DIRECTIONS FOR THIS TASK:
Produce an exact copy of the line containing "pub mod terminal;" and of every line after it in the material below, ending with the final line.

DATASET RECORDS:

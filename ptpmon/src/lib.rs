pub mod console;
pub mod events;
pub mod monitor;
pub mod record;
pub mod render;
pub mod store;
pub mod tail;
pub mod terminal;

pub use console::{Console, ConsoleConfig, ConsoleError, Mode, Step};
pub use monitor::Monitor;
pub use tail::{LogTail, StartAt};
pub use terminal::{Key, Panel, Refresh, Terminal};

ANSWER:
pub mod terminal;

pub use console::{Console, ConsoleConfig, ConsoleError, Mode, Step};
pub use monitor::Monitor;
pub use tail::{LogTail, StartAt};
pub use terminal::{Key, Panel, Refresh, Terminal};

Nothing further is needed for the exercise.